## [Exercise prompt]
List each line of the data in which the string "anyhow" appears.

## [Data for this exercise]
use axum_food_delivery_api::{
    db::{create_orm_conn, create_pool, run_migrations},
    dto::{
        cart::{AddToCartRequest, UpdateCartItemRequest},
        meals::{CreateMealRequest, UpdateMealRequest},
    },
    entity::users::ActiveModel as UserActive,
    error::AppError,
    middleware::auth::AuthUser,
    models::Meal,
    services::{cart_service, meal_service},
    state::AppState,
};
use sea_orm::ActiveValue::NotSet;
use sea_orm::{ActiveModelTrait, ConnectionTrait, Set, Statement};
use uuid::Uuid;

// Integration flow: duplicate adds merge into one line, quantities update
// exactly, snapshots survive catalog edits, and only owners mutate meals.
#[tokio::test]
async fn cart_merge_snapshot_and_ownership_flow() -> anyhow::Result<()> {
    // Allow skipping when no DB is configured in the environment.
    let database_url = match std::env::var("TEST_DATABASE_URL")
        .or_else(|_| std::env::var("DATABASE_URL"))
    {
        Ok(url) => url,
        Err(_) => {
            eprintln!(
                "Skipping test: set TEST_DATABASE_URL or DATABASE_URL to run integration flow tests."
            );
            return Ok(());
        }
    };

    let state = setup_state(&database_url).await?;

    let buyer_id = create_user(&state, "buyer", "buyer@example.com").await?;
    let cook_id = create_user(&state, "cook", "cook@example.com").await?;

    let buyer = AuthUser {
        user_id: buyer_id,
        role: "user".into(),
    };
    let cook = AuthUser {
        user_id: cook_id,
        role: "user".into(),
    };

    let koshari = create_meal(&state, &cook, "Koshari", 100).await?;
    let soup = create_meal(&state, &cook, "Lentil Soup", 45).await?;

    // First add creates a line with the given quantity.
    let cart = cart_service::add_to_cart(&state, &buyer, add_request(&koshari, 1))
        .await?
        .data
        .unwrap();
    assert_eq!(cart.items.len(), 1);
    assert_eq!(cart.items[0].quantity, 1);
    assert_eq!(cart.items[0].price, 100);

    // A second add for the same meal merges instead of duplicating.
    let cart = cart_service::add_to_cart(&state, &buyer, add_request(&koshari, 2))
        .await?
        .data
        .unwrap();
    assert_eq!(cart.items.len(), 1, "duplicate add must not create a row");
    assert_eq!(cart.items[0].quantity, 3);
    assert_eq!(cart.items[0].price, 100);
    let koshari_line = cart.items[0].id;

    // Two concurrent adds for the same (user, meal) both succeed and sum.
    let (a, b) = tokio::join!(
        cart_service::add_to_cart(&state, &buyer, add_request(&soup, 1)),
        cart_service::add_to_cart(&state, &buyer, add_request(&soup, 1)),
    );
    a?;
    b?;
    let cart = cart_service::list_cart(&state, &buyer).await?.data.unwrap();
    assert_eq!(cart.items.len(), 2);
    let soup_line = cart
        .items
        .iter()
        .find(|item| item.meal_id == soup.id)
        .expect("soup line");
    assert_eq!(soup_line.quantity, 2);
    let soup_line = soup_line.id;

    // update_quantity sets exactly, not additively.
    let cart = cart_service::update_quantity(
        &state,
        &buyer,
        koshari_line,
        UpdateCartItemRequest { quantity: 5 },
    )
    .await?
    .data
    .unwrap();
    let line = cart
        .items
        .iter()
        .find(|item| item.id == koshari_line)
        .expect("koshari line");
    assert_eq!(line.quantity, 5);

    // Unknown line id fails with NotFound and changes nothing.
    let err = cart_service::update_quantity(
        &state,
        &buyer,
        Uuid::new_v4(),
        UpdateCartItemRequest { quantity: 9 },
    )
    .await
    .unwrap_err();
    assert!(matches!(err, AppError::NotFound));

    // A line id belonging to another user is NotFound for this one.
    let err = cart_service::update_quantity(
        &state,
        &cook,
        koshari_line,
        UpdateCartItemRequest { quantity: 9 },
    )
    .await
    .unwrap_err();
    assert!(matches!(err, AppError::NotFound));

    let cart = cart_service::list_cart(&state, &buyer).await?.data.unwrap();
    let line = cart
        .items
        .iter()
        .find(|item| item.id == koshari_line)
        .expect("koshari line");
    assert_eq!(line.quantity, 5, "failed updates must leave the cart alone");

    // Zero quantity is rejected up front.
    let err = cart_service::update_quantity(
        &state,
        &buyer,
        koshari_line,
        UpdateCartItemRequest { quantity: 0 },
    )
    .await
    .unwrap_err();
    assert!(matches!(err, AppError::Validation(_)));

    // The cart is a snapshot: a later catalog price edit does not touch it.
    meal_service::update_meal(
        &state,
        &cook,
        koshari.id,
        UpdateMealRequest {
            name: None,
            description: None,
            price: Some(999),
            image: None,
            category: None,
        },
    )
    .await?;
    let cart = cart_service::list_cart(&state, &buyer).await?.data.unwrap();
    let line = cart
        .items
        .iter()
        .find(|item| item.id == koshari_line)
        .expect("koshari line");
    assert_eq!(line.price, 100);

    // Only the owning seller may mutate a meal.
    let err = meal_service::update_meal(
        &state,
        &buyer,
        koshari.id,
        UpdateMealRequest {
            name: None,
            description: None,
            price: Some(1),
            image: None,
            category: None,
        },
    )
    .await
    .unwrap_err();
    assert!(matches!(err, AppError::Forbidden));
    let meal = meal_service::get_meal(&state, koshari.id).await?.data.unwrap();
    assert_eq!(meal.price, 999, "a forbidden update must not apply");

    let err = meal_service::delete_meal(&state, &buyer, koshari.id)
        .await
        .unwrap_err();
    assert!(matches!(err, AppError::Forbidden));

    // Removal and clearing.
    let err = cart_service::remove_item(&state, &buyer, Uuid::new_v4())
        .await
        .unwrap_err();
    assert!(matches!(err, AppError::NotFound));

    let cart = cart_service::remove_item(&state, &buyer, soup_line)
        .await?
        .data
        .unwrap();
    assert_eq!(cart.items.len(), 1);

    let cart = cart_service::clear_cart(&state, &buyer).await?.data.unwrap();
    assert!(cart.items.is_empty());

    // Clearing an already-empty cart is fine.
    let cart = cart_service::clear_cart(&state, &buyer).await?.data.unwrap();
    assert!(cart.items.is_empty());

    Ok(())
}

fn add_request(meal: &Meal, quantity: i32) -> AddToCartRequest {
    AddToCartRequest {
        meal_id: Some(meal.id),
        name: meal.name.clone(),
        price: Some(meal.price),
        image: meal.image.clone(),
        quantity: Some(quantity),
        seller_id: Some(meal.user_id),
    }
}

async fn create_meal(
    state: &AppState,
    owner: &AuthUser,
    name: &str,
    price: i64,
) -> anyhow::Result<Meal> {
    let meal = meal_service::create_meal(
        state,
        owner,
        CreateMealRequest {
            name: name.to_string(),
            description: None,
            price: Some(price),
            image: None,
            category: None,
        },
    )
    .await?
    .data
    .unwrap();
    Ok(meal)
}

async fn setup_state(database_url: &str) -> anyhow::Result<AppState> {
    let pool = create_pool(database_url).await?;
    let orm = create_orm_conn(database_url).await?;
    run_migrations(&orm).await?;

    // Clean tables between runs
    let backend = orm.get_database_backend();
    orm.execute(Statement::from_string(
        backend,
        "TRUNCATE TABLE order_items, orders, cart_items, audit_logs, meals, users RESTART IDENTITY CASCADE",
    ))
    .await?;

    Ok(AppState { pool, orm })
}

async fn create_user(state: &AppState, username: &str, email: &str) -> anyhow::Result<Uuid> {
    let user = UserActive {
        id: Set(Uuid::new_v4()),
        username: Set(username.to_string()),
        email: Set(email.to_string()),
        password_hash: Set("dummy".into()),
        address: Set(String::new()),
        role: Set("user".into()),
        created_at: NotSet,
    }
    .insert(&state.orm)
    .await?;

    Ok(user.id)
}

## [Answer below]
async fn cart_merge_snapshot_and_ownership_flow() -> anyhow::Result<()> {
) -> anyhow::Result<Meal> {
async fn setup_state(database_url: &str) -> anyhow::Result<AppState> {
async fn create_user(state: &AppState, username: &str, email: &str) -> anyhow::Result<Uuid> {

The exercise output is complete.